One of those is Austin, which will bring the two companies into direct competition again, as in San Francisco and Phoenix.
Waymo says it has been testing its converted Jaguar I-Pace AVs in the downtown area for the past few months, and plans to commence the first phase of operations in the fall.
Although it has not yet stated how many self-driving taxis it will run on the city’s roads, it is set to adopt the same staggered approach to its introduction that it has adopted in other locations, with human safety operators behind the wheel in the initial stages.

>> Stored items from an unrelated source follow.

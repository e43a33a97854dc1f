//! # Product Repository
//!
//! The catalog. Unlike the other lists, products keep insertion order so
//! the Produk screen shows them the way they were entered.
//!
//! ## Stock Movements
//! ```text
//! ┌─────────────────────────────────────────────────────────────────────────┐
//! │  adjust_stock(id, qty, movement)                                        │
//! │                                                                         │
//! │  StockMovement::Sale      stock = max(0, stock − qty)                   │
//! │  StockMovement::Purchase  stock = stock + qty, at most MAX_STOCK        │
//! │                                                                         │
//! │  A sale never drives stock negative, even if the cart was built         │
//! │  against an older stock figure.                                         │
//! └─────────────────────────────────────────────────────────────────────────┘
//! ```

use serde::{Deserialize, Serialize};
use tracing::debug;
use warung_core::validation::validate_non_negative;
use warung_core::{Product, ProductUpdate};

use super::{ProductFilter, RecordFilter};
use crate::error::{StoreError, StoreResult};

/// Direction of a stock change.
#[derive(Debug, Clone, Copy, PartialEq, Eq, Serialize, Deserialize)]
#[serde(rename_all = "lowercase")]
pub enum StockMovement {
    Sale,
    Purchase,
}

#[derive(Debug, Clone, Default)]
pub struct ProductRepository {
    products: Vec<Product>,
}

impl ProductRepository {
    pub fn new() -> Self {
        ProductRepository::default()
    }

    pub fn insert(&mut self, product: Product) -> Product {
        debug!(id = %product.id, name = %product.name, "Inserting product");
        self.products.push(product.clone());
        product
    }

    pub fn get(&self, id: &str) -> StoreResult<&Product> {
        self.products
            .iter()
            .find(|p| p.id == id)
            .ok_or_else(|| StoreError::not_found("Product", id))
    }

    fn get_mut(&mut self, id: &str) -> StoreResult<&mut Product> {
        self.products
            .iter_mut()
            .find(|p| p.id == id)
            .ok_or_else(|| StoreError::not_found("Product", id))
    }

    /// Case-insensitive exact name lookup, used to restock on purchase.
    pub fn find_by_name(&self, name: &str) -> Option<&Product> {
        let name = name.trim().to_lowercase();
        self.products
            .iter()
            .find(|p| p.name.trim().to_lowercase() == name)
    }

    /// Merges `update` into the product and returns the new value.
    pub fn update(&mut self, id: &str, update: &ProductUpdate) -> StoreResult<Product> {
        debug!(id = %id, "Updating product");
        let product = self.get_mut(id)?;
        update.apply_to(product);
        Ok(product.clone())
    }

    pub fn delete(&mut self, id: &str) -> StoreResult<Product> {
        debug!(id = %id, "Deleting product");
        let index = self
            .products
            .iter()
            .position(|p| p.id == id)
            .ok_or_else(|| StoreError::not_found("Product", id))?;
        Ok(self.products.remove(index))
    }

    pub fn adjust_stock(
        &mut self,
        id: &str,
        quantity: i64,
        movement: StockMovement,
    ) -> StoreResult<Product> {
        debug!(id = %id, quantity, ?movement, "Adjusting stock");
        let product = self.get_mut(id)?;
        let stock = match movement {
            StockMovement::Sale => product.stock.saturating_sub(quantity).max(0),
            StockMovement::Purchase => product.stock.saturating_add(quantity),
        };
        validate_non_negative("stock", stock)?;
        product.stock = stock;
        Ok(product.clone())
    }

    pub fn list(&self) -> &[Product] {
        &self.products
    }

    pub fn search(&self, filter: &ProductFilter) -> Vec<&Product> {
        let matched: Vec<&Product> = self
            .products
            .iter()
            .filter(|p| filter.matches(p))
            .collect();
        debug!(query = ?filter.query, count = matched.len(), "Searched products");
        matched
    }

    pub fn len(&self) -> usize {
        self.products.len()
    }

    pub fn is_empty(&self) -> bool {
        self.products.is_empty()
    }
}
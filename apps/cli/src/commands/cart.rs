//! # Cart Commands
//!
//! The Kasir cart. Changes are applied to a copy of the cart and only
//! kept when every step succeeds, so `cart add --qty 5` either adds five
//! units or nothing.

use warung_core::cart::{quick_amounts, CartTotals};
use warung_core::Cart;

use crate::error::{CliError, CliResult};
use crate::output::{Out, Table};
use crate::state::Session;

pub fn add(session: &mut Session, product: &str, qty: i64) -> CliResult<Out> {
    if qty <= 0 {
        return Err(CliError::usage("--qty must be at least 1"));
    }
    let product = session.product(product)?;

    let mut cart = session.cart().clone();
    cart.add_product(&product)?;
    if qty != 1 {
        let quantity = cart
            .get(&product.id)
            .map_or(qty, |line| (line.quantity - 1).saturating_add(qty));
        cart.update_quantity(&product, quantity)?;
    }
    *session.cart_mut() = cart;

    let quantity = session.cart().get(&product.id).map_or(0, |line| line.quantity);
    Out::new(
        format!("{} x{} in cart, total {}", product.name, quantity, session.cart().total()),
        session.cart(),
    )
}

pub fn set(session: &mut Session, product: &str, quantity: i64) -> CliResult<Out> {
    let id = session.cart_line_id(product)?;

    if quantity <= 0 {
        session.cart_mut().remove(&id)?;
        return Out::new(format!("Removed {}", product), session.cart());
    }

    let product = session.product(&id)?;
    session.cart_mut().update_quantity(&product, quantity)?;
    Out::new(
        format!("{} x{}, total {}", product.name, quantity, session.cart().total()),
        session.cart(),
    )
}

pub fn remove(session: &mut Session, product: &str) -> CliResult<Out> {
    let id = session.cart_line_id(product)?;
    session.cart_mut().remove(&id)?;
    Out::new(format!("Removed {}", product), session.cart())
}

pub fn show(session: &Session) -> CliResult<Out> {
    let cart = session.cart();
    let totals = CartTotals::from(cart);
    if cart.is_empty() {
        return Out::new("Cart is empty", &totals);
    }
    Out::new(render_cart(cart), &serde_json::json!({ "items": cart.items(), "totals": totals }))
}

pub fn clear(session: &mut Session) -> CliResult<Out> {
    session.cart_mut().clear();
    Ok(Out::message("Cart cleared"))
}

fn render_cart(cart: &Cart) -> String {
    let mut table = Table::new(&["Product", "Price", "Qty", "Subtotal"]).align_right(&[1, 2, 3]);
    for line in cart.items() {
        table.row(vec![
            line.name.clone(),
            line.price.to_string(),
            line.quantity.to_string(),
            line.line_total().to_string(),
        ]);
    }

    let total = cart.total();
    let quick = quick_amounts(total)
        .iter()
        .map(|(label, amount)| format!("{} ({})", label, amount))
        .collect::<Vec<_>>()
        .join("  ");

    format!(
        "{}\n\n{} items, {} units\nTotal: {}\nQuick cash: {}",
        table.render(),
        cart.item_count(),
        cart.total_quantity(),
        total,
        quick
    )
}

#[cfg(test)]
mod tests {
    use super::*;
    use crate::commands::testing::{session_with, stock_product};
    use warung_core::CoreError;

    #[test]
    fn test_add_with_quantity() {
        let mut s = session_with(&[stock_product("Kopi Susu", 8_000, 5_000, 10)]);

        add(&mut s, "Kopi Susu", 3).unwrap();
        add(&mut s, "kopi susu", 1).unwrap();

        assert_eq!(s.cart().items()[0].quantity, 4);
        assert_eq!(s.cart().total().rupiah(), 32_000);
    }

    #[test]
    fn test_add_beyond_stock_leaves_cart_untouched() {
        let mut s = session_with(&[stock_product("Roti Bakar", 12_000, 7_000, 2)]);
        add(&mut s, "Roti Bakar", 1).unwrap();

        let err = add(&mut s, "Roti Bakar", 5).unwrap_err();

        assert!(matches!(
            err,
            CliError::Core(CoreError::InsufficientStock { requested: 6, .. })
        ));
        assert_eq!(s.cart().items()[0].quantity, 1);
    }

    #[test]
    fn test_add_huge_quantity_is_rejected() {
        let mut s = session_with(&[stock_product("Kopi Susu", 8_000, 5_000, 10)]);
        add(&mut s, "Kopi Susu", 2).unwrap();

        assert!(add(&mut s, "Kopi Susu", i64::MAX).is_err());
        assert_eq!(s.cart().items()[0].quantity, 2);
    }

    #[test]
    fn test_add_out_of_stock() {
        let mut s = session_with(&[stock_product("Es Teh", 5_000, 2_000, 0)]);
        let err = add(&mut s, "Es Teh", 1).unwrap_err();
        assert!(matches!(err, CliError::Core(CoreError::OutOfStock { .. })));
        assert!(s.cart().is_empty());
    }

    #[test]
    fn test_set_zero_removes_line() {
        let mut s = session_with(&[stock_product("Kopi Susu", 8_000, 5_000, 10)]);
        add(&mut s, "Kopi Susu", 2).unwrap();

        set(&mut s, "Kopi Susu", 5).unwrap();
        assert_eq!(s.cart().items()[0].quantity, 5);

        set(&mut s, "Kopi Susu", 0).unwrap();
        assert!(s.cart().is_empty());
    }

    #[test]
    fn test_show_and_clear() {
        let mut s = session_with(&[stock_product("Kopi Susu", 8_000, 5_000, 10)]);
        assert_eq!(show(&s).unwrap().text(), "Cart is empty");

        add(&mut s, "Kopi Susu", 2).unwrap();
        let text = show(&s).unwrap().text().to_string();
        assert!(text.contains("Total: Rp 16.000"));
        assert!(text.contains("Pas (Rp 16.000)"));

        clear(&mut s).unwrap();
        assert!(s.cart().is_empty());
    }

    #[test]
    fn test_remove_unknown_line() {
        let mut s = session_with(&[stock_product("Kopi Susu", 8_000, 5_000, 10)]);
        assert!(remove(&mut s, "Kopi Susu").is_err());
    }
}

Over time, they are removed as the cars go fully driverless before the service is extended to members of the public, and finally, it is commercialized.

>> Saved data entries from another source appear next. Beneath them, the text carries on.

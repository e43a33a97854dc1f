//! # Id Generation
//!
//! ```text
//! Product      → UUID v4            e.g. 3f2b…-…
//! Transaction  → TRX + 6 digits     TRX000001
//! Purchase     → PUR + 6 digits     PUR000001
//! Journal      → JRN + 6 digits     JRN000001
//! Expense      → EXP + 6 digits     EXP000001
//! ```
//!
//! Sequences are per store and never reused, even after deletes.

use uuid::Uuid;

#[derive(Debug, Clone, Copy, PartialEq, Eq)]
pub enum IdKind {
    Transaction,
    Purchase,
    Journal,
    Expense,
}

impl IdKind {
    pub const fn prefix(&self) -> &'static str {
        match self {
            IdKind::Transaction => "TRX",
            IdKind::Purchase => "PUR",
            IdKind::Journal => "JRN",
            IdKind::Expense => "EXP",
        }
    }

    const fn slot(&self) -> usize {
        match self {
            IdKind::Transaction => 0,
            IdKind::Purchase => 1,
            IdKind::Journal => 2,
            IdKind::Expense => 3,
        }
    }
}

/// Monotonic id source for one store.
#[derive(Debug, Clone, Default)]
pub struct IdGenerator {
    counters: [u64; 4],
}

impl IdGenerator {
    pub fn new() -> Self {
        IdGenerator::default()
    }

    /// Next sequential id of `kind`.
    pub fn next(&mut self, kind: IdKind) -> String {
        let counter = &mut self.counters[kind.slot()];
        *counter += 1;
        format!("{}{:06}", kind.prefix(), counter)
    }

    /// Fresh product id.
    pub fn product_id(&self) -> String {
        Uuid::new_v4().to_string()
    }
}

#[cfg(test)]
mod tests {
    use super::*;

    #[test]
    fn test_sequences_are_independent() {
        let mut ids = IdGenerator::new();
        assert_eq!(ids.next(IdKind::Transaction), "TRX000001");
        assert_eq!(ids.next(IdKind::Transaction), "TRX000002");
        assert_eq!(ids.next(IdKind::Journal), "JRN000001");
        assert_eq!(ids.next(IdKind::Expense), "EXP000001");
        assert_eq!(ids.next(IdKind::Purchase), "PUR000001");
    }

    #[test]
    fn test_product_ids_are_uuids() {
        let ids = IdGenerator::new();
        let a = ids.product_id();
        assert!(Uuid::parse_str(&a).is_ok());
        assert_ne!(a, ids.product_id());
    }
}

Waymo says its plan is for much of the city to be covered during both the day and night and cited locations such as downtown, Barton Hills, Riverside, East Austin and Hyde Park as areas that it intends to serve.
“Austin is one of the most vibrant and dynamic cities in the country, and we’ve found that the Waymo Driver [the company’s automated driving tech] is adapting to its complex cityscape incredibly quickly, ” said Saswat Panigrahi, chief product officer at Waymo. “Autonomous vehicles make transportation safer, greener and more accessible, and we can’t wait for Austinites to experience these benefits for themselves.”

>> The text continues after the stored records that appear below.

impl FromStr for JournalKind {
    type Err = ValidationError;

    fn from_str(s: &str) -> Result<Self, Self::Err> {
        match normalise_label(s).as_str() {
            "manual" => Ok(JournalKind::Manual),
            "automatic" | "auto" | "otomatis" => Ok(JournalKind::Automatic),
            _ => Err(not_allowed("journal type", &["manual", "automatic"])),
        }
    }
}

// =============================================================================
// Product
// =============================================================================

/// A product on the shelf.
#[derive(Debug, Clone, PartialEq, Eq, Serialize, Deserialize, TS)]
#[serde(rename_all = "camelCase")]
#[ts(export)]
pub struct Product {
    /// UUID v4.
    pub id: String,
    pub name: String,
    pub category: String,
    /// Selling price.
    pub price: Money,
    /// Cost price (harga pokok), used for COGS and inventory value.
    pub cost: Money,
    pub stock: i64,
    /// Below this the product is flagged as low stock.
    pub min_stock: i64,
    pub supplier: Option<String>,
}

impl Product {
    #[inline]
    pub fn is_out_of_stock(&self) -> bool {
        self.stock <= 0
    }

    #[inline]
    pub fn is_low_stock(&self) -> bool {
        self.stock < self.min_stock
    }

    /// Stock valued at cost.
    #[inline]
    pub fn inventory_value(&self) -> Money {
        self.cost.multiply_quantity(self.stock)
    }

    /// Stock valued at selling price.
    #[inline]
    pub fn retail_value(&self) -> Money {
        self.price.multiply_quantity(self.stock)
    }
}

/// Product form input (everything but the id).
#[derive(Debug, Clone, PartialEq, Eq, Serialize, Deserialize, TS)]
#[serde(rename_all = "camelCase")]
#[ts(export)]
pub struct NewProduct {
    pub name: String,
    pub category: String,
    pub price: Money,
    pub cost: Money,
    pub stock: i64,
    /// Falls back to the configured default when absent.
    pub min_stock: Option<i64>,
    pub supplier: Option<String>,
}

impl NewProduct {
    /// Builds the stored product, trimming text fields.
    pub fn into_product(self, id: String, default_min_stock: i64) -> Product {
        Product {
            id,
            name: self.name.trim().to_string(),
            category: self.category.trim().to_string(),
            price: self.price,
            cost: self.cost,
            stock: self.stock,
            min_stock: self.min_stock.unwrap_or(default_min_stock),
            supplier: self
                .supplier
                .map(|s| s.trim().to_string())
                .filter(|s| !s.is_empty()),
        }
    }
}

/// Partial product edit; `None` leaves the field unchanged.
#[derive(Debug, Clone, Default, PartialEq, Eq, Serialize, Deserialize, TS)]
#[serde(rename_all = "camelCase")]
#[ts(export)]
pub struct ProductUpdate {
    pub name: Option<String>,
    pub category: Option<String>,
    pub price: Option<Money>,
    pub cost: Option<Money>,
    pub stock: Option<i64>,
    pub min_stock: Option<i64>,
    pub supplier: Option<String>,
}

impl ProductUpdate {
    pub fn is_empty(&self) -> bool {
        *self == ProductUpdate::default()
    }

    /// Merges the provided fields into `product`.
    pub fn apply_to(&self, product: &mut Product) {
        if let Some(name) = &self.name {
            product.name = name.trim().to_string();
        }
        if let Some(category) = &self.category {
            product.category = category.trim().to_string();
        }
        if let Some(price) = self.price {
            product.price = price;
        }
        if let Some(cost) = self.cost {
            product.cost = cost;
        }
        if let Some(stock) = self.stock {
            product.stock = stock;
        }
        if let Some(min_stock) = self.min_stock {
            product.min_stock = min_stock;
        }
        if let Some(supplier) = &self.supplier {
            let supplier = supplier.trim();
            product.supplier = (!supplier.is_empty()).then(|| supplier.to_string());
        }
    }
}

// =============================================================================
// Transaction
// =============================================================================

/// A line of a transaction, with the product frozen at time of sale.
#[derive(Debug, Clone, PartialEq, Eq, Serialize, Deserialize, TS)]
#[serde(rename_all = "camelCase")]
#[ts(export)]
pub struct TransactionItem {
    pub product_id: String,
    pub product_name: String,
    pub quantity: i64,
    /// Unit selling price.
    pub price: Money,
    /// Unit cost at time of sale, used when the product is gone.
    pub cost: Option<Money>,
}

impl TransactionItem {
    #[inline]
    pub fn line_total(&self) -> Money {
        self.price.multiply_quantity(self.quantity)
    }
}

#[derive(Debug, Clone, PartialEq, Eq, Serialize, Deserialize, TS)]
#[serde(rename_all = "camelCase")]
#[ts(export)]
pub struct Transaction {
    /// `TRX000001`, …
    pub id: String,
    #[ts(as = "String")]
    pub date: NaiveDate,
    pub customer: String,
    #[serde(rename = "type")]
    pub kind: TransactionKind,
    pub amount: Money,
    pub description: String,
    pub status: PaymentStatus,
    pub items: Vec<TransactionItem>,
    pub payment_method: Option<PaymentMethod>,
    pub cash_received: Option<Money>,
    pub change: Option<Money>,
}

The launch won’t constitute the first time Waymo has operated in Austin. In 2015, the one-time Google self-driving project conducted a groundbreaking, world-first driverless ride in its Firefly prototype. Now it says it has decided to return to Austin because it is the second fastest-growing major city in the United States – behind the San Francisco Bay Area – and represents a “significant commercial opportunity.”
However, Waymo is clearly mindful of the growing volume of dissent surrounding self-driving taxis, which has prompted protesters to disable vehicles in San Francisco by placing cones on their hoods, following a string of incidents that have caused traffic disruption in the city and even saw a dog lose its life in a collision.
It used the announcement of its arrival in Austin to again press home the safety credentials of autonomous driving, highlighting how 125 people died in road traffic accidents in the city last year, many at the hands of drivers who were speeding, driving or intoxicated – scenarios the Waymo Driver is claimed to avoid “by following the rules of the road and being attentive at all times.”
The Austin announcement comes a week after Waymo said it was pausing its self-driving truck program to focus on ride-hailing services.